[Start of section]
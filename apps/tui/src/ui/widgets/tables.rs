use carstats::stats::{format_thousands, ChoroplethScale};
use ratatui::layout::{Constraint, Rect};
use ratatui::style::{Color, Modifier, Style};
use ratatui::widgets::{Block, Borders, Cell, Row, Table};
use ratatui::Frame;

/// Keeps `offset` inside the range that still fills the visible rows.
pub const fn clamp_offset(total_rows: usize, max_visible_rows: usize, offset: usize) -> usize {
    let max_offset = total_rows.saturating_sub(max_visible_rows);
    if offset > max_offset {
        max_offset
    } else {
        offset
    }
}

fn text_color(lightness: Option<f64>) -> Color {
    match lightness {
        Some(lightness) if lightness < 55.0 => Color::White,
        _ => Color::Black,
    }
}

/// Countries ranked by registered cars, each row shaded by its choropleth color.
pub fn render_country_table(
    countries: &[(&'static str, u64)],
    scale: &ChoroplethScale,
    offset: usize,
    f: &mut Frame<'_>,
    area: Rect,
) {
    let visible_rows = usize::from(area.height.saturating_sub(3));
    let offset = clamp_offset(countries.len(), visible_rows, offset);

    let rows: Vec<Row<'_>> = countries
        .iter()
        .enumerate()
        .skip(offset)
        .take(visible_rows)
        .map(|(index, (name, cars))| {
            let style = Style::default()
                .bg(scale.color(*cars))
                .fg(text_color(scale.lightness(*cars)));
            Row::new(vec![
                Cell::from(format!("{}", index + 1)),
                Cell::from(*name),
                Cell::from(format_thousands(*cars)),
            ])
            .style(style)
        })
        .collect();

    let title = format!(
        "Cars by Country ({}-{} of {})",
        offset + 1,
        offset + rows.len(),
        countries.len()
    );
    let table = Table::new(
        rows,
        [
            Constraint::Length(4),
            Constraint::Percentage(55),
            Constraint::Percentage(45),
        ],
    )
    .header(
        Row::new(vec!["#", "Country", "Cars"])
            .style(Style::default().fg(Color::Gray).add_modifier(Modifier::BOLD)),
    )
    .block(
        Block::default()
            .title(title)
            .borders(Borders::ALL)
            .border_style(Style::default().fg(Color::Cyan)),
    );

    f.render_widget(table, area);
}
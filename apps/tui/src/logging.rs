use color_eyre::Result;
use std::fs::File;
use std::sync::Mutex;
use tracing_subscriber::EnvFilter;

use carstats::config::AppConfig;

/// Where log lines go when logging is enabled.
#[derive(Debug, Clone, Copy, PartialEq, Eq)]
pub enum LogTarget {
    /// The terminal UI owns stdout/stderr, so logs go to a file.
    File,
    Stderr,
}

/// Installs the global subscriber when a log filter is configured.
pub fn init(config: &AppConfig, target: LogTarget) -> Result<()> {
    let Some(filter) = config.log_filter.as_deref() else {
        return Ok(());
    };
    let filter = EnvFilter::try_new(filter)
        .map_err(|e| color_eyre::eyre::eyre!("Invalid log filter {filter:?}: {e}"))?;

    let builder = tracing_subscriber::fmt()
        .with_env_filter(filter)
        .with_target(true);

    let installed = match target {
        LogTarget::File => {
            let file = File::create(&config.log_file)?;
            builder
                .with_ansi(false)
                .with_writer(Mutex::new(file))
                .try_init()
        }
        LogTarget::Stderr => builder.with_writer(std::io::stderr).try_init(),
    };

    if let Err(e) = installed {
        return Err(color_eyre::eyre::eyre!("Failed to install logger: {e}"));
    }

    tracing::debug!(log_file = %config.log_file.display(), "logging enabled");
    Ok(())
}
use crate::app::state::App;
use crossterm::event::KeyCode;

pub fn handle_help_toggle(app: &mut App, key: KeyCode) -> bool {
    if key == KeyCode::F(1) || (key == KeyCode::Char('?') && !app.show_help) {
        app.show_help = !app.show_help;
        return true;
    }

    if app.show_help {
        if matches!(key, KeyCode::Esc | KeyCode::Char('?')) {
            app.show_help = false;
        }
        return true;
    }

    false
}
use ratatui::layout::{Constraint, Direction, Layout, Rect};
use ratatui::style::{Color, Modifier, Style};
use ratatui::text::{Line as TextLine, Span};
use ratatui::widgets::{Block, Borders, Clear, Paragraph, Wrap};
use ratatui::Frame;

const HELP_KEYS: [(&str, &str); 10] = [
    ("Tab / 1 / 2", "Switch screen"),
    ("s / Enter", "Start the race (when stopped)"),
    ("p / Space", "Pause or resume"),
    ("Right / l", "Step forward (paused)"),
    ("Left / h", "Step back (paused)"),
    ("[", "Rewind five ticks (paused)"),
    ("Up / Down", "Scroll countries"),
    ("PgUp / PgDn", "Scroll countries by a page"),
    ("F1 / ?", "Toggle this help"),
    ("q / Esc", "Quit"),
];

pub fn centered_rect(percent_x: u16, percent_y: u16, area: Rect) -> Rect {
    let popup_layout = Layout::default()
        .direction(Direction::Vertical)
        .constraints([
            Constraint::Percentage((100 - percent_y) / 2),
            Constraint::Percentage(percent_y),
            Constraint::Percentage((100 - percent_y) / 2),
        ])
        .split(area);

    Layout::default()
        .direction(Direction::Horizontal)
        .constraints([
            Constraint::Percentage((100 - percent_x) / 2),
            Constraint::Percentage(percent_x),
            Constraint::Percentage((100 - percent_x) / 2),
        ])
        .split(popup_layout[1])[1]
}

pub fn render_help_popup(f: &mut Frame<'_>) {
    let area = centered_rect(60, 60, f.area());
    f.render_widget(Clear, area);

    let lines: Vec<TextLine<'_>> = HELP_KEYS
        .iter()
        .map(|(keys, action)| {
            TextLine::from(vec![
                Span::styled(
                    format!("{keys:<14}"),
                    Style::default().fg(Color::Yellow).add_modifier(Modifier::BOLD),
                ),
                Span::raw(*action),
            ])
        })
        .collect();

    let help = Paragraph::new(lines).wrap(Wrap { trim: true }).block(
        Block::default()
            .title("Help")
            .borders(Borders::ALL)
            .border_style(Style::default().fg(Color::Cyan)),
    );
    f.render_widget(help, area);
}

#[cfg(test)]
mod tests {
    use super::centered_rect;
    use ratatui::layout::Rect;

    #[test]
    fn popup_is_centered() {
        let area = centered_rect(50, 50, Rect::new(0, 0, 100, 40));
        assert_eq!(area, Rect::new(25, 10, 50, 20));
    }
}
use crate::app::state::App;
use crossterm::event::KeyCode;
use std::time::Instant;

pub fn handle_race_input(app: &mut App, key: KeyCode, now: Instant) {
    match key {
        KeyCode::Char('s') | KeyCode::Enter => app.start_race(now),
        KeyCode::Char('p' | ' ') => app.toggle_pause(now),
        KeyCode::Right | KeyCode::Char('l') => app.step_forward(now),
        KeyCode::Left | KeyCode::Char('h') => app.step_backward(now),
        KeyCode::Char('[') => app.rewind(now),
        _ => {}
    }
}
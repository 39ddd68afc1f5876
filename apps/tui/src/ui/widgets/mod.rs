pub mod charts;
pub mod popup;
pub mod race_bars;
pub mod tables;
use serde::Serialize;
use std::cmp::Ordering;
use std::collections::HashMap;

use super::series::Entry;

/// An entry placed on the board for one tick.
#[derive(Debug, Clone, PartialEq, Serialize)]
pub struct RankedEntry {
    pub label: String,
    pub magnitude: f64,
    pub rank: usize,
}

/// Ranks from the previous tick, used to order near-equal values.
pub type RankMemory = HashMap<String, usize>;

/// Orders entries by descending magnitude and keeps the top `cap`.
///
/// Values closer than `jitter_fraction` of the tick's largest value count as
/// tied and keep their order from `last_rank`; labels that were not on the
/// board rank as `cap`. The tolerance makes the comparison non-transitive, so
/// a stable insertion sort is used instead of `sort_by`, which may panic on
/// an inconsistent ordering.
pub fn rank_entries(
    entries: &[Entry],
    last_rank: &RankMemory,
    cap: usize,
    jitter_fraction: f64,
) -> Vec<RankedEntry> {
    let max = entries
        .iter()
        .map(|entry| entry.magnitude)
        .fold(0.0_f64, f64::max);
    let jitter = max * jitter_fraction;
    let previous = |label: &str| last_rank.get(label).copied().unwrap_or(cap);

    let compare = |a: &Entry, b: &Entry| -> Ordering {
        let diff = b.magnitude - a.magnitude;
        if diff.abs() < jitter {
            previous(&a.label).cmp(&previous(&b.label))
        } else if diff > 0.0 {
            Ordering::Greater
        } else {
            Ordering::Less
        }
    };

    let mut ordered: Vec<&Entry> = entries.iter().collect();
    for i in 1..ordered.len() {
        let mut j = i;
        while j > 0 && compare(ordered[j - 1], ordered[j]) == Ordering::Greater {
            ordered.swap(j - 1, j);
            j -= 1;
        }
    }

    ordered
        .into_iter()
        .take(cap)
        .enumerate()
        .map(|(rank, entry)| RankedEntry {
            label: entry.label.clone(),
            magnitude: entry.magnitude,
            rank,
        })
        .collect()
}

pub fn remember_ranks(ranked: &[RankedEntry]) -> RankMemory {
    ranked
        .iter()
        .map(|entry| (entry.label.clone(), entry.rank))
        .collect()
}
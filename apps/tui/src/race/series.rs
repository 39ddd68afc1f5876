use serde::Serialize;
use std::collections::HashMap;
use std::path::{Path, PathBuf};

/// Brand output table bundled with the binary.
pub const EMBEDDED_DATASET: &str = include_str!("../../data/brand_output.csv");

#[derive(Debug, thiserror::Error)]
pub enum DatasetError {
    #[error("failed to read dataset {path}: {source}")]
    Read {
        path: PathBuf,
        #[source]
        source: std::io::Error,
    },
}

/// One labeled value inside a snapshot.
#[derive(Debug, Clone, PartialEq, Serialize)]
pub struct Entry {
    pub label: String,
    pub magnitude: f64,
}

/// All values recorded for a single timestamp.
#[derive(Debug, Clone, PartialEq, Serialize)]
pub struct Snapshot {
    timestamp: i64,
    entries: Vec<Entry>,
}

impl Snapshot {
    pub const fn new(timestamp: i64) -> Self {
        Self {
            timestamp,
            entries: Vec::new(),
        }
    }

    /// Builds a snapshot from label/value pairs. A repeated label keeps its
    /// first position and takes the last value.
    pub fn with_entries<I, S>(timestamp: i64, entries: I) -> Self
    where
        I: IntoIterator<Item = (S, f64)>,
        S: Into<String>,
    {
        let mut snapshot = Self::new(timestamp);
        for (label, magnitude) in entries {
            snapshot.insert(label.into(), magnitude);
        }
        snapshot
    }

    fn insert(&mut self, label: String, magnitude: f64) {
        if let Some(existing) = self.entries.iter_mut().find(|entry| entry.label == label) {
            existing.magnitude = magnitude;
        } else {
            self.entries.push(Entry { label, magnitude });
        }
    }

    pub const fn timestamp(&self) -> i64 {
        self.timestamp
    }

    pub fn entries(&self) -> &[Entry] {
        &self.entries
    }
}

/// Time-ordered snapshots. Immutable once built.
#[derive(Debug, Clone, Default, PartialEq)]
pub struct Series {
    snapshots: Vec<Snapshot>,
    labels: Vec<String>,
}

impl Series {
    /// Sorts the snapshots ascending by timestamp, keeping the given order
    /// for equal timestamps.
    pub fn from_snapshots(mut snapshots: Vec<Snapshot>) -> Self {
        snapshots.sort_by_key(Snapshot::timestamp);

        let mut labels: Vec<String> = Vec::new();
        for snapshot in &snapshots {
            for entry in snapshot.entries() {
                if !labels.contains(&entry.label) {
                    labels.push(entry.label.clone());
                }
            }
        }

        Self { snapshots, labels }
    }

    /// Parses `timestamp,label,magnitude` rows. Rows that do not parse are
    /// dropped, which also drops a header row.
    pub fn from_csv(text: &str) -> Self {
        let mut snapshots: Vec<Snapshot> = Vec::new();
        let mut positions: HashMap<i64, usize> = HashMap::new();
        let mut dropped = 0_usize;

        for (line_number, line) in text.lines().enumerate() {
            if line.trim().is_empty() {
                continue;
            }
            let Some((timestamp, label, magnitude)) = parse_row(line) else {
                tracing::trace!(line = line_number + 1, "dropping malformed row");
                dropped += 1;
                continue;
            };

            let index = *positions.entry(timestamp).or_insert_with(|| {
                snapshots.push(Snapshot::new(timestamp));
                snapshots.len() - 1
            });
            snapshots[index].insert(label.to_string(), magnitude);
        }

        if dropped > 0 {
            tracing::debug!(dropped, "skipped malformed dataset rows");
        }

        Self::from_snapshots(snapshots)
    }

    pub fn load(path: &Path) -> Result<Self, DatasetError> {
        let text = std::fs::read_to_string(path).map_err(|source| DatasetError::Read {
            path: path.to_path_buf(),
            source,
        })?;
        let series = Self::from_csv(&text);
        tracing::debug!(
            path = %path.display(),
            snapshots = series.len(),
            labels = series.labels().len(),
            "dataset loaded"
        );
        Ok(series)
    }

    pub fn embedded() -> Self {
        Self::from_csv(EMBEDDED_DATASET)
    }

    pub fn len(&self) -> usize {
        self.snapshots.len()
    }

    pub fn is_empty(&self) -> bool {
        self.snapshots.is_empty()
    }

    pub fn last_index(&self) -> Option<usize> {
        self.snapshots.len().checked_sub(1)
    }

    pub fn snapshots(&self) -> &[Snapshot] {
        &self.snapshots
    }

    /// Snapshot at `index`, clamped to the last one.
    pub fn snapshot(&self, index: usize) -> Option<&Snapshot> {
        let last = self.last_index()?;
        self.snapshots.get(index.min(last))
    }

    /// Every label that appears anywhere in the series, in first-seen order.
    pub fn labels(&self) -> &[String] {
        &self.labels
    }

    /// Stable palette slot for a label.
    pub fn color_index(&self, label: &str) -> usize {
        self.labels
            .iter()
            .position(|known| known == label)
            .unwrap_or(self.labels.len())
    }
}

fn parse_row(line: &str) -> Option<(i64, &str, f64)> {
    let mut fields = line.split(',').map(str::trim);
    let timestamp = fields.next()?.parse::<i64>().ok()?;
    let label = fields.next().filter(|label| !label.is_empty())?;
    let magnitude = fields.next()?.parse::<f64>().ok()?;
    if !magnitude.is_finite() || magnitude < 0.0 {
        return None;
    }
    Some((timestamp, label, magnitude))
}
[End of section]
[Start of section]
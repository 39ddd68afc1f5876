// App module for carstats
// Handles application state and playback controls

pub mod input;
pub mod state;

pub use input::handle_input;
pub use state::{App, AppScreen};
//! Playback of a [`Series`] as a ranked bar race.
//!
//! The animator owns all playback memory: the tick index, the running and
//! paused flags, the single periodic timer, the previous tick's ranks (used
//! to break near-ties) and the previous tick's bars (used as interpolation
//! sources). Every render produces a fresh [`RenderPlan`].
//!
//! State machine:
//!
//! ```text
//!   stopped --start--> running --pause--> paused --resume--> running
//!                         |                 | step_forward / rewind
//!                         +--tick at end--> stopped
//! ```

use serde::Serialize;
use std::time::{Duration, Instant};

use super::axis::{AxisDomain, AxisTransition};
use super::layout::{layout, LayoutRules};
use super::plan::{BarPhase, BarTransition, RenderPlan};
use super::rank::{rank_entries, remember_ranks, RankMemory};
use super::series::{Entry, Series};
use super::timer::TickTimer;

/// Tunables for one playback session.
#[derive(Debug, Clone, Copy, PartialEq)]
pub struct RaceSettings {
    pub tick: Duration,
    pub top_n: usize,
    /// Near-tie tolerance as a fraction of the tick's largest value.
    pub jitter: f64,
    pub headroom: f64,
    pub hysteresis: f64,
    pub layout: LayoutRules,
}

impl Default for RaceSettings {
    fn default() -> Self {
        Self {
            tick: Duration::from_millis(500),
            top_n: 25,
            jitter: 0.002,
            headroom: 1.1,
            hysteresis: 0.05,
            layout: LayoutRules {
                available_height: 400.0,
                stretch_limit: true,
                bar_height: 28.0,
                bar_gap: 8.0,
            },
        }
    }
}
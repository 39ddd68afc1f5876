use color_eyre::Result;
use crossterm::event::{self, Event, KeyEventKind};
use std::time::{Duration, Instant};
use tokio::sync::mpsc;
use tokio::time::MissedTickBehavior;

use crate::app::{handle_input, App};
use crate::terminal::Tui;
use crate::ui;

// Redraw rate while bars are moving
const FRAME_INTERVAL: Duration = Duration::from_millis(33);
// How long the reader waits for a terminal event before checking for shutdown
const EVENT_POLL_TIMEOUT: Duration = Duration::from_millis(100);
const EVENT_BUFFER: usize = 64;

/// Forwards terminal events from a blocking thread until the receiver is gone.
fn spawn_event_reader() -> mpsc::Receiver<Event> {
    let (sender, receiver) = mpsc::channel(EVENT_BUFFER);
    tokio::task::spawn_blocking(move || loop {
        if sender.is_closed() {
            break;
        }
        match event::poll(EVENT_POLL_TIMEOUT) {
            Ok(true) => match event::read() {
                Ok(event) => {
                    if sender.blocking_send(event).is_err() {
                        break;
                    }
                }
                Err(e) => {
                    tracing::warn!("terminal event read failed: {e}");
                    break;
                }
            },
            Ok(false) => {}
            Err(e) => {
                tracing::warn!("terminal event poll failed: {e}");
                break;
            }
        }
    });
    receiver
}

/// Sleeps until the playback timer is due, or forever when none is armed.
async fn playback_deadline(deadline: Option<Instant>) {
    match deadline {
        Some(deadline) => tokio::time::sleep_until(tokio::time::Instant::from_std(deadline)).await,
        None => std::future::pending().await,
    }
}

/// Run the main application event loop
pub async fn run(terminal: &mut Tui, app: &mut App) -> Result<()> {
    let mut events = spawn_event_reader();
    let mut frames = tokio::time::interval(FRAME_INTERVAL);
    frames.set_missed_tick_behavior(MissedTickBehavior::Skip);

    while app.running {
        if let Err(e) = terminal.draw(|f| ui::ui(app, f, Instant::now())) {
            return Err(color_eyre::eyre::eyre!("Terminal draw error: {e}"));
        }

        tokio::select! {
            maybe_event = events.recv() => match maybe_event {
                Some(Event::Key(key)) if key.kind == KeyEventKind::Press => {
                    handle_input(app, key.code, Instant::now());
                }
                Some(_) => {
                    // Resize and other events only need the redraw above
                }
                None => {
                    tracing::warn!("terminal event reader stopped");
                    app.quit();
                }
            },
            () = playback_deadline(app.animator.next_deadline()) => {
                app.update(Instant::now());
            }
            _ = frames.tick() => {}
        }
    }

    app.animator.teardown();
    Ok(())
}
[End of section]
EXERCISE INSTRUCTIONS — From the records above, retype only the lines starting at the line that contains "filename apps/tui/src/logging.rs" and ending at the line that contains "pub enum LogTarget", both included.

TASK RESULT —
filename apps/tui/src/logging.rs
use color_eyre::Result;
use std::fs::File;
use std::sync::Mutex;
use tracing_subscriber::EnvFilter;

use carstats::config::AppConfig;

/// Where log lines go when logging is enabled.
#[derive(Debug, Clone, Copy, PartialEq, Eq)]
pub enum LogTarget {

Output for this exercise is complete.